Alternatively, you might create a range for each data point "with 95% confidence" using a low of NORMINV(R1,M2,S1) and a high of NORMINV(R1,M3,S2), where:

M2: =AVERAGE(A1:A16)-TINV(1-95%,COUNT(A1:A16)-1)*STDEV(A1:A16)
M3: =AVERAGE(A1:A16)+TINV(1-95%,COUNT(A1:A16)-1)*STDEV(A1:A16)

-----

I believe you are misusing terminology and misinterpreting the data that you have, and based on that, there seems to be a lot of misdirection in this thread.

First, a "confidence interval" is a measure of the estimate of a population parameter or sample statistic. It is not a measure of the distribution of the population or sample. For example, for a normal distribution, we might talk about the confidence interval of the sample or population mean.
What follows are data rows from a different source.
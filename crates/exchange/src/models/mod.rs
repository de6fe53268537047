//! Persisted records and the repository that stores them.
//!
//! Every record type implements [`RecordModel`]; [`RecordRepository`]
//! turns a model into a tagged [`StorageRecord`] and back. Creation and
//! update are separate calls. Updates are compare-and-swap on the version
//! the record was loaded at, so two tasks racing on one record cannot
//! both apply a transition.

pub mod connection;
pub mod cred_def_sent;
pub mod credential_exchange;
pub mod issuer_rev_reg;
pub mod presentation_exchange;

use std::collections::BTreeMap;
use std::marker::PhantomData;
use std::sync::Arc;

use aries_storage::{AgentStorage, StorageError, StorageRecord, TagFilter};
use serde::de::DeserializeOwned;
use serde::{Deserialize, Serialize};
use tracing::debug;

use crate::error::ExchangeError;
use crate::util::timestamp_now;

pub use connection::{ConnectionRecord, ConnectionState};
pub use cred_def_sent::CredDefSentRecord;
pub use credential_exchange::{CredentialExchangeRecord, CredentialExchangeState};
pub use issuer_rev_reg::{IssuanceType, IssuerRevRegRecord, RevRegState};
pub use presentation_exchange::{PresentationExchangeRecord, PresentationExchangeState};

/// Who started an exchange.
#[derive(Debug, Clone, Copy, PartialEq, Eq, Hash, Serialize, Deserialize)]
#[serde(rename_all = "lowercase")]
pub enum Initiator {
    #[serde(rename = "self")]
    Local,
    External,
}

impl Initiator {
    pub fn as_str(&self) -> &'static str {
        match self {
            Initiator::Local => "self",
            Initiator::External => "external",
        }
    }
}

/// Bookkeeping shared by every record.
///
/// `version` is the storage version the record was loaded at; `None`
/// until the record has been created. It is not persisted and takes no
/// part in equality: two copies of a record loaded at different versions
/// compare equal when their stored content matches.
#[derive(Debug, Clone, Default, Serialize, Deserialize)]
pub struct RecordMeta {
    #[serde(skip)]
    pub version: Option<i64>,
    #[serde(default, skip_serializing_if = "Option::is_none")]
    pub created_at: Option<String>,
    #[serde(default, skip_serializing_if = "Option::is_none")]
    pub updated_at: Option<String>,
}

impl PartialEq for RecordMeta {
    fn eq(&self, other: &Self) -> bool {
        self.created_at == other.created_at && self.updated_at == other.updated_at
    }
}

impl Eq for RecordMeta {}

pub trait RecordModel: Serialize + DeserializeOwned + Send + Sync {
    const RECORD_TYPE: &'static str;

    fn id(&self) -> &str;

    /// Queryable tags. Absent values are left out rather than stored empty.
    fn tags(&self) -> BTreeMap<String, String>;

    fn meta(&self) -> &RecordMeta;

    fn meta_mut(&mut self) -> &mut RecordMeta;

    fn is_new(&self) -> bool {
        self.meta().version.is_none()
    }
}

/// Insert `value` under `name` when present.
pub(crate) fn put_tag(tags: &mut BTreeMap<String, String>, name: &str, value: Option<&str>) {
    if let Some(v) = value {
        tags.insert(name.to_string(), v.to_string());
    }
}

pub(crate) fn tag_filter<const N: usize>(pairs: [(&str, &str); N]) -> TagFilter {
    pairs
        .into_iter()
        .map(|(k, v)| (k.to_string(), v.to_string()))
        .collect()
}

// ──────────────────────────────────────────────
// Repository
// ──────────────────────────────────────────────

pub struct RecordRepository<T> {
    storage: Arc<dyn AgentStorage>,
    _model: PhantomData<fn() -> T>,
}

impl<T> Clone for RecordRepository<T> {
    fn clone(&self) -> Self {
        RecordRepository {
            storage: self.storage.clone(),
            _model: PhantomData,
        }
    }
}

impl<T: RecordModel> RecordRepository<T> {
    pub fn new(storage: Arc<dyn AgentStorage>) -> Self {
        RecordRepository {
            storage,
            _model: PhantomData,
        }
    }

    fn to_storage(record: &T) -> Result<StorageRecord, ExchangeError> {
        Ok(StorageRecord::new(
            T::RECORD_TYPE,
            record.id(),
            serde_json::to_string(record)?,
            record.tags(),
        ))
    }

    fn from_storage(stored: StorageRecord) -> Result<T, ExchangeError> {
        let mut record: T = serde_json::from_str(&stored.value)?;
        record.meta_mut().version = Some(stored.version);
        Ok(record)
    }

    /// Persist a record that has never been stored.
    pub async fn create(&self, record: &mut T) -> Result<(), ExchangeError> {
        if !record.is_new() {
            return Err(ExchangeError::manager(format!(
                "{} {} already exists",
                T::RECORD_TYPE,
                record.id()
            )));
        }
        let now = timestamp_now();
        record.meta_mut().created_at = Some(now.clone());
        record.meta_mut().updated_at = Some(now);
        self.storage.add_record(Self::to_storage(record)?).await?;
        record.meta_mut().version = Some(0);
        debug!(record_type = T::RECORD_TYPE, id = record.id(), "record created");
        Ok(())
    }

    /// Write back a loaded record. Fails with a storage conflict if the
    /// record changed since it was loaded.
    pub async fn update(&self, record: &mut T) -> Result<(), ExchangeError> {
        let expected = record.meta().version.ok_or_else(|| {
            ExchangeError::manager(format!(
                "{} {} has not been created",
                T::RECORD_TYPE,
                record.id()
            ))
        })?;
        let previous = record.meta().updated_at.clone();
        record.meta_mut().updated_at = Some(timestamp_now());
        let stored = match Self::to_storage(record) {
            Ok(stored) => stored,
            Err(e) => {
                record.meta_mut().updated_at = previous;
                return Err(e);
            }
        };
        match self.storage.update_record(stored, expected).await {
            Ok(version) => {
                record.meta_mut().version = Some(version);
                Ok(())
            }
            Err(e) => {
                record.meta_mut().updated_at = previous;
                Err(e.into())
            }
        }
    }

    /// `create` for new records, `update` otherwise.
    pub async fn save(&self, record: &mut T) -> Result<(), ExchangeError> {
        if record.is_new() {
            self.create(record).await
        } else {
            self.update(record).await
        }
    }

    pub async fn retrieve_by_id(&self, id: &str) -> Result<T, ExchangeError> {
        let stored = self.storage.get_record(T::RECORD_TYPE, id).await?;
        Self::from_storage(stored)
    }

    /// The single record matching `filter`. More than one match means the
    /// uniqueness invariant for the filter was broken.
    pub async fn retrieve_by_tag_filter(&self, filter: &TagFilter) -> Result<T, ExchangeError> {
        match self.storage.find_one(T::RECORD_TYPE, filter).await {
            Ok(stored) => Self::from_storage(stored),
            Err(e @ StorageError::DuplicateMatch { .. }) => Err(ExchangeError::Manager(e.to_string())),
            Err(e) => Err(e.into()),
        }
    }

    /// The record of one exchange on one connection.
    pub async fn retrieve_by_connection_and_thread(
        &self,
        connection_id: &str,
        thread_id: &str,
    ) -> Result<T, ExchangeError> {
        self.retrieve_by_tag_filter(&tag_filter([
            ("connection_id", connection_id),
            ("thread_id", thread_id),
        ]))
        .await
    }

    pub async fn query(&self, filter: &TagFilter) -> Result<Vec<T>, ExchangeError> {
        self.storage
            .find_records(T::RECORD_TYPE, filter)
            .await?
            .into_iter()
            .map(Self::from_storage)
            .collect()
    }

    pub async fn delete(&self, record: &T) -> Result<(), ExchangeError> {
        self.storage
            .delete_record(T::RECORD_TYPE, record.id())
            .await?;
        debug!(record_type = T::RECORD_TYPE, id = record.id(), "record deleted");
        Ok(())
    }
}
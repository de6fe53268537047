//! In-memory `AgentStorage` backend.
//!
//! Used by tests and single-process deployments. All records live in a
//! `BTreeMap` behind a tokio `RwLock`, so the version check in
//! `update_record` is atomic with the write.

use std::collections::BTreeMap;

use async_trait::async_trait;
use tokio::sync::RwLock;

use crate::error::StorageError;
use crate::record::{StorageRecord, TagFilter};
use crate::traits::AgentStorage;

#[derive(Debug, Default)]
pub struct InMemoryStorage {
    records: RwLock<BTreeMap<(String, String), StorageRecord>>,
}

impl InMemoryStorage {
    pub fn new() -> Self {
        Self::default()
    }

    /// Number of stored records across all types.
    pub async fn len(&self) -> usize {
        self.records.read().await.len()
    }

    pub async fn is_empty(&self) -> bool {
        self.records.read().await.is_empty()
    }
}

fn key(record_type: &str, id: &str) -> (String, String) {
    (record_type.to_string(), id.to_string())
}

#[async_trait]
impl AgentStorage for InMemoryStorage {
    async fn add_record(&self, mut record: StorageRecord) -> Result<(), StorageError> {
        let mut records = self.records.write().await;
        let k = key(&record.record_type, &record.id);
        if records.contains_key(&k) {
            return Err(StorageError::Duplicate {
                record_type: record.record_type,
                id: record.id,
            });
        }
        record.version = 0;
        tracing::trace!(record_type = %record.record_type, id = %record.id, "record added");
        records.insert(k, record);
        Ok(())
    }

    async fn get_record(&self, record_type: &str, id: &str) -> Result<StorageRecord, StorageError> {
        self.records
            .read()
            .await
            .get(&key(record_type, id))
            .cloned()
            .ok_or_else(|| StorageError::NotFound {
                record_type: record_type.to_string(),
                id: id.to_string(),
            })
    }

    async fn update_record(
        &self,
        mut record: StorageRecord,
        expected_version: i64,
    ) -> Result<i64, StorageError> {
        let mut records = self.records.write().await;
        let stored = records
            .get_mut(&key(&record.record_type, &record.id))
            .ok_or_else(|| StorageError::NotFound {
                record_type: record.record_type.clone(),
                id: record.id.clone(),
            })?;
        if stored.version != expected_version {
            return Err(StorageError::ConcurrentConflict {
                record_type: record.record_type,
                id: record.id,
                expected_version,
            });
        }
        record.version = expected_version + 1;
        let new_version = record.version;
        *stored = record;
        Ok(new_version)
    }

    async fn delete_record(&self, record_type: &str, id: &str) -> Result<(), StorageError> {
        self.records
            .write()
            .await
            .remove(&key(record_type, id))
            .map(|_| ())
            .ok_or_else(|| StorageError::NotFound {
                record_type: record_type.to_string(),
                id: id.to_string(),
            })
    }

    async fn find_records(
        &self,
        record_type: &str,
        filter: &TagFilter,
    ) -> Result<Vec<StorageRecord>, StorageError> {
        Ok(self
            .records
            .read()
            .await
            .values()
            .filter(|r| r.record_type == record_type && r.matches(filter))
            .cloned()
            .collect())
    }
}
Second, the confidence interval of the mean is always symmetrical. Specifically, it is u +/- se, where "u" is the population or sample mean, and "se" is the "standard error" of the mean. This is derived from the Central Limit Theorem, which states in effect that the means of equal-sized random samples from a normally-distributed population are normally distributed. The "standard error" of the mean is the standard deviation of the distribution of the means.
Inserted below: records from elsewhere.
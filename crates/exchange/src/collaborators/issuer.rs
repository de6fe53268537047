use std::collections::BTreeMap;

use async_trait::async_trait;
use serde_json::Value;

#[derive(Debug, Clone, PartialEq, Eq, thiserror::Error)]
pub enum IssuerError {
    /// The revocation registry has no free indices left.
    #[error("revocation registry {registry_id} is full")]
    RegistryFull { registry_id: String },
    #[error("issuer error: {0}")]
    Failed(String),
}

/// Parameters for creating a revocation registry and its tails file.
#[derive(Debug, Clone, PartialEq, Eq)]
pub struct RegistrySpec<'a> {
    pub issuer_did: &'a str,
    pub cred_def_id: &'a str,
    pub revoc_def_type: &'a str,
    pub tag: &'a str,
    pub max_cred_num: u32,
    pub tails_dir: &'a str,
    pub issuance_type: &'a str,
}

/// A registry freshly created by the issuer: id, definition and initial entry.
#[derive(Debug, Clone, PartialEq)]
pub struct CreatedRegistry {
    pub revoc_reg_id: String,
    pub revoc_reg_def: Value,
    pub revoc_reg_entry: Value,
}

/// A newly issued credential and, for revocable ones, its registry index.
#[derive(Debug, Clone, PartialEq)]
pub struct IssuedCredential {
    pub credential: Value,
    pub revocation_id: Option<String>,
}

#[async_trait]
pub trait Issuer: Send + Sync {
    async fn create_credential_offer(&self, cred_def_id: &str) -> Result<Value, IssuerError>;

    /// Fails with [`IssuerError::RegistryFull`] when `registry_id` has no
    /// free index.
    async fn create_credential(
        &self,
        schema: &Value,
        offer: &Value,
        request: &Value,
        values: &BTreeMap<String, String>,
        registry_id: Option<&str>,
        tails_path: Option<&str>,
    ) -> Result<IssuedCredential, IssuerError>;

    /// Revoke `cred_rev_ids` in one registry; returns the registry delta.
    async fn revoke_credentials(
        &self,
        registry_id: &str,
        tails_path: Option<&str>,
        cred_rev_ids: &[String],
    ) -> Result<Value, IssuerError>;

    async fn merge_revocation_registry_deltas(
        &self,
        earlier: &Value,
        later: &Value,
    ) -> Result<Value, IssuerError>;

    async fn create_and_store_revocation_registry(
        &self,
        spec: RegistrySpec<'_>,
    ) -> Result<CreatedRegistry, IssuerError>;
}
//! Credential exchange record and its state machine.

use std::collections::BTreeMap;
use std::fmt;

use aries_messages::CredentialProposal;
use serde::{Deserialize, Serialize};
use serde_json::Value;
use tracing::debug;

use super::{put_tag, Initiator, RecordMeta, RecordModel};
use crate::error::ExchangeError;
use crate::util::new_id;

#[derive(Debug, Clone, Copy, PartialEq, Eq, Hash, Serialize, Deserialize)]
#[serde(rename_all = "lowercase")]
pub enum CredentialRole {
    Issuer,
    Holder,
}

impl CredentialRole {
    pub fn as_str(&self) -> &'static str {
        match self {
            CredentialRole::Issuer => "issuer",
            CredentialRole::Holder => "holder",
        }
    }
}

#[derive(Debug, Clone, Copy, PartialEq, Eq, Hash, Serialize, Deserialize)]
#[serde(rename_all = "snake_case")]
pub enum CredentialExchangeState {
    ProposalSent,
    ProposalReceived,
    OfferSent,
    OfferReceived,
    RequestSent,
    RequestReceived,
    #[serde(rename = "credential_issued")]
    Issued,
    CredentialReceived,
    #[serde(rename = "credential_acked")]
    Acked,
}

impl CredentialExchangeState {
    pub fn as_str(&self) -> &'static str {
        match self {
            Self::ProposalSent => "proposal_sent",
            Self::ProposalReceived => "proposal_received",
            Self::OfferSent => "offer_sent",
            Self::OfferReceived => "offer_received",
            Self::RequestSent => "request_sent",
            Self::RequestReceived => "request_received",
            Self::Issued => "credential_issued",
            Self::CredentialReceived => "credential_received",
            Self::Acked => "credential_acked",
        }
    }

    /// Legal edges. `None` is a record that has not entered the protocol
    /// yet (free offers, unsolicited offers).
    pub fn can_transition(from: Option<Self>, to: Self) -> bool {
        use CredentialExchangeState::*;
        matches!(
            (from, to),
            (None, ProposalSent)
                | (None, ProposalReceived)
                | (None, OfferSent)
                | (None, OfferReceived)
                | (Some(ProposalSent), OfferReceived)
                | (Some(ProposalReceived), OfferSent)
                | (Some(OfferReceived), RequestSent)
                | (Some(OfferSent), RequestReceived)
                | (Some(RequestReceived), Issued)
                | (Some(RequestSent), CredentialReceived)
                | (Some(CredentialReceived), Acked)
                | (Some(Issued), Acked)
        )
    }

    pub fn is_terminal(&self) -> bool {
        matches!(self, Self::Acked)
    }
}

impl fmt::Display for CredentialExchangeState {
    fn fmt(&self, f: &mut fmt::Formatter<'_>) -> fmt::Result {
        f.write_str(self.as_str())
    }
}

#[derive(Debug, Clone, PartialEq, Serialize, Deserialize)]
pub struct CredentialExchangeRecord {
    pub credential_exchange_id: String,
    #[serde(default)]
    pub connection_id: Option<String>,
    #[serde(default)]
    pub thread_id: Option<String>,
    #[serde(default)]
    pub parent_thread_id: Option<String>,
    pub initiator: Initiator,
    pub role: CredentialRole,
    #[serde(default)]
    pub state: Option<CredentialExchangeState>,
    #[serde(default)]
    pub credential_definition_id: Option<String>,
    #[serde(default)]
    pub schema_id: Option<String>,
    #[serde(default)]
    pub credential_proposal_dict: Option<CredentialProposal>,
    #[serde(default)]
    pub credential_offer: Option<Value>,
    #[serde(default)]
    pub credential_request: Option<Value>,
    #[serde(default)]
    pub credential_request_metadata: Option<Value>,
    #[serde(default)]
    pub credential_id: Option<String>,
    #[serde(default)]
    pub raw_credential: Option<Value>,
    #[serde(default)]
    pub credential: Option<Value>,
    #[serde(default)]
    pub revoc_reg_id: Option<String>,
    #[serde(default)]
    pub revocation_id: Option<String>,
    #[serde(default)]
    pub auto_offer: bool,
    #[serde(default)]
    pub auto_issue: bool,
    #[serde(default)]
    pub auto_remove: bool,
    #[serde(default)]
    pub trace: bool,
    #[serde(default)]
    pub error_state: Option<String>,
    #[serde(flatten)]
    pub meta: RecordMeta,
}

impl CredentialExchangeRecord {
    pub fn new(
        role: CredentialRole,
        initiator: Initiator,
        connection_id: Option<String>,
        state: Option<CredentialExchangeState>,
    ) -> Self {
        CredentialExchangeRecord {
            credential_exchange_id: new_id(),
            connection_id,
            thread_id: None,
            parent_thread_id: None,
            initiator,
            role,
            state,
            credential_definition_id: None,
            schema_id: None,
            credential_proposal_dict: None,
            credential_offer: None,
            credential_request: None,
            credential_request_metadata: None,
            credential_id: None,
            raw_credential: None,
            credential: None,
            revoc_reg_id: None,
            revocation_id: None,
            auto_offer: false,
            auto_issue: false,
            auto_remove: false,
            trace: false,
            error_state: None,
            meta: RecordMeta::default(),
        }
    }

    pub fn state_label(&self) -> &'static str {
        self.state.map(|s| s.as_str()).unwrap_or("none")
    }

    /// Check that `action` may move this record to `to`. Runs before any
    /// side effect so a rejected step leaves the record untouched.
    pub fn ensure_transition(
        &self,
        to: CredentialExchangeState,
        action: &'static str,
    ) -> Result<(), ExchangeError> {
        if CredentialExchangeState::can_transition(self.state, to) {
            Ok(())
        } else {
            Err(ExchangeError::InvalidState {
                record_type: "credential exchange",
                id: self.credential_exchange_id.clone(),
                state: self.state_label().to_string(),
                action,
            })
        }
    }

    /// Check that the record is in `expected` before `action`.
    pub fn ensure_state(
        &self,
        expected: &[CredentialExchangeState],
        action: &'static str,
    ) -> Result<(), ExchangeError> {
        match self.state {
            Some(s) if expected.contains(&s) => Ok(()),
            _ => Err(ExchangeError::InvalidState {
                record_type: "credential exchange",
                id: self.credential_exchange_id.clone(),
                state: self.state_label().to_string(),
                action,
            }),
        }
    }

    pub fn advance(
        &mut self,
        to: CredentialExchangeState,
        action: &'static str,
    ) -> Result<(), ExchangeError> {
        self.ensure_transition(to, action)?;
        debug!(
            exchange_id = %self.credential_exchange_id,
            from = self.state_label(),
            to = to.as_str(),
            action,
            "credential exchange transition"
        );
        self.state = Some(to);
        Ok(())
    }
}

impl RecordModel for CredentialExchangeRecord {
    const RECORD_TYPE: &'static str = "credential_exchange_v10";

    fn id(&self) -> &str {
        &self.credential_exchange_id
    }

    fn tags(&self) -> BTreeMap<String, String> {
        let mut tags = BTreeMap::new();
        put_tag(&mut tags, "connection_id", self.connection_id.as_deref());
        put_tag(&mut tags, "thread_id", self.thread_id.as_deref());
        put_tag(&mut tags, "initiator", Some(self.initiator.as_str()));
        put_tag(&mut tags, "role", Some(self.role.as_str()));
        put_tag(&mut tags, "state", self.state.map(|s| s.as_str()));
        put_tag(
            &mut tags,
            "credential_definition_id",
            self.credential_definition_id.as_deref(),
        );
        tags
    }

    fn meta(&self) -> &RecordMeta {
        &self.meta
    }

    fn meta_mut(&mut self) -> &mut RecordMeta {
        &mut self.meta
    }
}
Note that the means of the samples are normally distributed. That does not imply the population is normally distributed. But for non-normally-distributed poplulations, the means of the samples tend to be normally distributed as the size of the samples increases. Thus, the average of the means of the samples is an estimator of the mean of the population.

So my interpretation of your data is: we have 16 samples of size 100 from a population of unknown distribution.

I suspect the so-called low and high "95% confidence intervals" [sic; read: confidence limits) probably mean that 95% of each sample data are between those limits. These are not confidence limits. Instead, they are the central 95%ile range of the sample data. As such, they are not particularly interesting or useful.

If the means of the samples are in A1:A16, AVERAGE(A1:A16), about 158.28, is the average of the means of the samples. And STDEV(A1:A16), about 81.00, is the sample standard error of the means of the samples.

If we want to state the average of the means with 95% confidence, the 95% confidence limits would be +/-NORMSINV(1-(1-95%)/2), about 1.96, times the standard error if we had a "large" number of samples. For a small number of samples, the 95% confidence limits are +/-TINV(1-95%,COUNT(A1:A16)-1), about 2.13, times the standard error.

So we are 95% confident that the average of the means is about 158.28 +/- 172.66. (172.66 =~ TINV(1-95%,COUNT(A1:A16)-1)*STDEV(A1:A16).)

Note that the relative standard error, about 81.00, is about 51.18% of the average of the means. Typically, that is too large an interval to be useful. For a tighter interval, we need the means of more samples -- probably many more. We can estimate the number of required samples.

Based on the CLT, we use AVERAGE(A1:A16) as the estimated mean of the population data from which we drew 16 samples.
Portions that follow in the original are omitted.